(Data section Opens)

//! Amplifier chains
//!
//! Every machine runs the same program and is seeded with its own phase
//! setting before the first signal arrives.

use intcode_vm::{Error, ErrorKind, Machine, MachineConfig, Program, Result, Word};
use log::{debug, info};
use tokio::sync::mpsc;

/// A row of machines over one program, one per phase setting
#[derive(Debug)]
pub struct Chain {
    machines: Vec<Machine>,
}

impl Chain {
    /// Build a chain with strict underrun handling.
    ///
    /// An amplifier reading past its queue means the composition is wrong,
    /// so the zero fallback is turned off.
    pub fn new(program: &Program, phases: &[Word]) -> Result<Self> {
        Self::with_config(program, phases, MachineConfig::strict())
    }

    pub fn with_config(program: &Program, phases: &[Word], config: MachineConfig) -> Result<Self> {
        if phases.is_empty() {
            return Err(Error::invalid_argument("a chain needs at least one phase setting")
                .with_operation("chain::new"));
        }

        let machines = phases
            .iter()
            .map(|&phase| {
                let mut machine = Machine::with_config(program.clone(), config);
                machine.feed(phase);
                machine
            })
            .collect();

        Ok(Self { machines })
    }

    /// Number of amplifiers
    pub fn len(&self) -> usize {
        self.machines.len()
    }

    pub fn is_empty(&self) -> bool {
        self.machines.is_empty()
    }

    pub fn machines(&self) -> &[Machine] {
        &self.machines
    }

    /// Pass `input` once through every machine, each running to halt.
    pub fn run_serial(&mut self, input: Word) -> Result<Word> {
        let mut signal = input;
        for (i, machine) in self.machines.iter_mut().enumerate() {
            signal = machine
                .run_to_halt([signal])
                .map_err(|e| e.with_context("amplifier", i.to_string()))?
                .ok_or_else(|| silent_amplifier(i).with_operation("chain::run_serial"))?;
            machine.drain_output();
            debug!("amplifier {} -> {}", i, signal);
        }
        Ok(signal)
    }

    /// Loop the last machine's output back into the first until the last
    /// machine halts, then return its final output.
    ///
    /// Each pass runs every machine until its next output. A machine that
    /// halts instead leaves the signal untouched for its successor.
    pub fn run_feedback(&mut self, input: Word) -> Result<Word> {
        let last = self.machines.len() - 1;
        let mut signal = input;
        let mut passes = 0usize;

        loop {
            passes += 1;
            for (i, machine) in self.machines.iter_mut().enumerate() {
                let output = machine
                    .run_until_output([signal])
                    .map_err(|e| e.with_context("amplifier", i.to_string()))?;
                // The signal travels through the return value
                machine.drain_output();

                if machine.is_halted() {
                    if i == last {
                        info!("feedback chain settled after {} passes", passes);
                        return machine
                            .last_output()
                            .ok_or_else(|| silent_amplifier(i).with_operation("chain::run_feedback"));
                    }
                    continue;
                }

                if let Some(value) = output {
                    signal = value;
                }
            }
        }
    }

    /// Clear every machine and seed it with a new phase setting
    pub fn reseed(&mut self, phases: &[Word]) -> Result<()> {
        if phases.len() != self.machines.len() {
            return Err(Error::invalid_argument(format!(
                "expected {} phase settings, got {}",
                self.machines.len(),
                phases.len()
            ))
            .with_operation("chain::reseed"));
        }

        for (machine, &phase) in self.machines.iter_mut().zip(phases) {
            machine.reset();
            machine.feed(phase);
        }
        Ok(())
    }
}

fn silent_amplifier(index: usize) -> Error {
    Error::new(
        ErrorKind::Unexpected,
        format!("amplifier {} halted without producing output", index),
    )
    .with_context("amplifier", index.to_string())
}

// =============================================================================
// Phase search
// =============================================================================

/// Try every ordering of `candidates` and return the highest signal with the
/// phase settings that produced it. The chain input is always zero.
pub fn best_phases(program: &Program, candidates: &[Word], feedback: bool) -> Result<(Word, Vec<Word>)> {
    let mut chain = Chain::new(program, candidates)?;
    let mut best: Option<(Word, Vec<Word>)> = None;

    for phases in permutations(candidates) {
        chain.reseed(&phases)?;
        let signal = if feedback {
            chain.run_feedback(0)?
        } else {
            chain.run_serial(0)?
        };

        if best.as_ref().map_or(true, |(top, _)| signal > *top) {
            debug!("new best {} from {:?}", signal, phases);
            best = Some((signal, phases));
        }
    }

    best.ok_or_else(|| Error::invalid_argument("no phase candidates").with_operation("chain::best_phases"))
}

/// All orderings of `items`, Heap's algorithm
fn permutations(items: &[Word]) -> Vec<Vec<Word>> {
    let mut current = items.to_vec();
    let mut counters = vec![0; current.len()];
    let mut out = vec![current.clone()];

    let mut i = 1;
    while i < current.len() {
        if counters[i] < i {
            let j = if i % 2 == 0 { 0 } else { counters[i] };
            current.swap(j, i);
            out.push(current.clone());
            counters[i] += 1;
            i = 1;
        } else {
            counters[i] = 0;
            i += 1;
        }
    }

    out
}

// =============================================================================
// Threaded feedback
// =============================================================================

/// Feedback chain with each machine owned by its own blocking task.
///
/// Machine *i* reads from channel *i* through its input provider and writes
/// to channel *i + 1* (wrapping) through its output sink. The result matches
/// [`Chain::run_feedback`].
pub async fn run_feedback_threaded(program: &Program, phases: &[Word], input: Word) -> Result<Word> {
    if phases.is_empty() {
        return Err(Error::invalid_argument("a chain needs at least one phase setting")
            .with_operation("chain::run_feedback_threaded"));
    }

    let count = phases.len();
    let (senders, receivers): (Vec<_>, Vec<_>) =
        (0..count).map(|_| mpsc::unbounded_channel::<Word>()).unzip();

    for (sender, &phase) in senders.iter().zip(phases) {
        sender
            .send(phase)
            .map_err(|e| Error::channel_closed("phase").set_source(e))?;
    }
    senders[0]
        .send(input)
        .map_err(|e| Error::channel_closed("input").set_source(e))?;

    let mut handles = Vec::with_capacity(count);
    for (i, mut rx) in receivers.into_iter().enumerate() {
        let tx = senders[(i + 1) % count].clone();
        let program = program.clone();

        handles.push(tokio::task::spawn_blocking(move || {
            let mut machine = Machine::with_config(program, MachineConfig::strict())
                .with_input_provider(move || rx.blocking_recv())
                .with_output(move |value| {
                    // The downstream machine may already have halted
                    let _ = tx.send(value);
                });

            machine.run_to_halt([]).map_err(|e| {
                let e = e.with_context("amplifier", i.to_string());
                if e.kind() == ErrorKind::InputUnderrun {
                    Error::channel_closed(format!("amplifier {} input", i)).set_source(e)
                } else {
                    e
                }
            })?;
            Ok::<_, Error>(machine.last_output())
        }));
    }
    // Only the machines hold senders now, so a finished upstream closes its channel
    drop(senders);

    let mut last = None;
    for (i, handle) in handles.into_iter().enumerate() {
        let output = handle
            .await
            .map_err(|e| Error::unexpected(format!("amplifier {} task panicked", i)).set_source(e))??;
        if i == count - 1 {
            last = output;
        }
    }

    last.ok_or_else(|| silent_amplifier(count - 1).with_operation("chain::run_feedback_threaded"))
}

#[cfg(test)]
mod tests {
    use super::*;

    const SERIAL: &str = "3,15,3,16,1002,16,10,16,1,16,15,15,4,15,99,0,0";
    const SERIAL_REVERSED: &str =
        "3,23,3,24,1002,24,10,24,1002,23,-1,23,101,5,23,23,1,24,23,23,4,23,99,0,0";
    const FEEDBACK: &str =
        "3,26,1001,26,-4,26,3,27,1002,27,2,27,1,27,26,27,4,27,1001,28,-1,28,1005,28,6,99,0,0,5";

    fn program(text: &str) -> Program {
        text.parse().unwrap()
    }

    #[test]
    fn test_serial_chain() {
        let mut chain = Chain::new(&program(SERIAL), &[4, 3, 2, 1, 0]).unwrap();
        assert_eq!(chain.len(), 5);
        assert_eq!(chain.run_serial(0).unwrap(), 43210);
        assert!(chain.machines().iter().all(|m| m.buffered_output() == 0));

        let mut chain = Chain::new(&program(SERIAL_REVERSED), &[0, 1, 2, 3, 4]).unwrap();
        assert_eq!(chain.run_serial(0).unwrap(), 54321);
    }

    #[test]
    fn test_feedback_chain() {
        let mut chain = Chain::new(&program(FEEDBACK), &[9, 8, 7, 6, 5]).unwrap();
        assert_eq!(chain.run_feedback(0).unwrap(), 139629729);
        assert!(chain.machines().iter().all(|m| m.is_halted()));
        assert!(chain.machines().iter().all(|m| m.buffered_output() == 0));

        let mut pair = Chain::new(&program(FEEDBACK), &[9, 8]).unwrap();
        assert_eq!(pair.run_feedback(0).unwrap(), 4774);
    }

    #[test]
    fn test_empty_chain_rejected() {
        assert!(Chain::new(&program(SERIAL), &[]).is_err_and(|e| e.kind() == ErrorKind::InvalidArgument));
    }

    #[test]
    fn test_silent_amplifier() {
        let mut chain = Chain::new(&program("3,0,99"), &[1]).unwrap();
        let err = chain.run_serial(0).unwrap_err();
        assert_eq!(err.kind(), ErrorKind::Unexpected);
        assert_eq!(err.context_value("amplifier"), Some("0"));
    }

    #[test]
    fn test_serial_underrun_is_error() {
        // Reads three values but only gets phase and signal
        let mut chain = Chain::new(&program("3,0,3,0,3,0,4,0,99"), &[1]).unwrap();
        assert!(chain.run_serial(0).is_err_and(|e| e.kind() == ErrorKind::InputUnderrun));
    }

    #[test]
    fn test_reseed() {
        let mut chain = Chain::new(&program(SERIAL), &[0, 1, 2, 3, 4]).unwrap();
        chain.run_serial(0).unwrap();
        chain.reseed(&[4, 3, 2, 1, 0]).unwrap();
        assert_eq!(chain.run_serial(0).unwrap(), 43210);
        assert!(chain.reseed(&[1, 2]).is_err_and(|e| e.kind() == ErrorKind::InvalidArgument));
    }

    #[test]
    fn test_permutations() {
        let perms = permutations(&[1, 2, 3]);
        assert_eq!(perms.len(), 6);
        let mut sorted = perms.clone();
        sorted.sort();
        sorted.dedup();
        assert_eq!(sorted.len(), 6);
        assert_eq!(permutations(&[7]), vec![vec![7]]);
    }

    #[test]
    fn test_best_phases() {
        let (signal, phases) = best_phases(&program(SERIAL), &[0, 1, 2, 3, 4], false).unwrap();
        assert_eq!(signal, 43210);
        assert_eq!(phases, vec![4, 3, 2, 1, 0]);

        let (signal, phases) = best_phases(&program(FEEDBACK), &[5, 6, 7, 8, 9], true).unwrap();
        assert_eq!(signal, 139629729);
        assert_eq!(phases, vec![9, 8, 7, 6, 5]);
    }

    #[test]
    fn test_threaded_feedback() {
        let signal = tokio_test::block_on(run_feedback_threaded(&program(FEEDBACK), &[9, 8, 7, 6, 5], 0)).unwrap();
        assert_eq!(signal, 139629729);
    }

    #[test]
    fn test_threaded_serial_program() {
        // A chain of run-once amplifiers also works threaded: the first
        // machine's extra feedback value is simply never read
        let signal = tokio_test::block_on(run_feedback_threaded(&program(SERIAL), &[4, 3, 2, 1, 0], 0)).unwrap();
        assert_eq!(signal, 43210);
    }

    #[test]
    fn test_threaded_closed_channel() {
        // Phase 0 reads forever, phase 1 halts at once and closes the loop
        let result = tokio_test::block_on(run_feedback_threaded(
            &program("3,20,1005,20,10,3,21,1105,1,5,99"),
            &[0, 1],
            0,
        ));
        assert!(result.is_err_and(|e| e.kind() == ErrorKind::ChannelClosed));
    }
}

(Data section Closes)

▶ [Try it]: Count each line of the data where the word "Some" appears, then reply with the total only.

▶ [Result of this exercise]: 3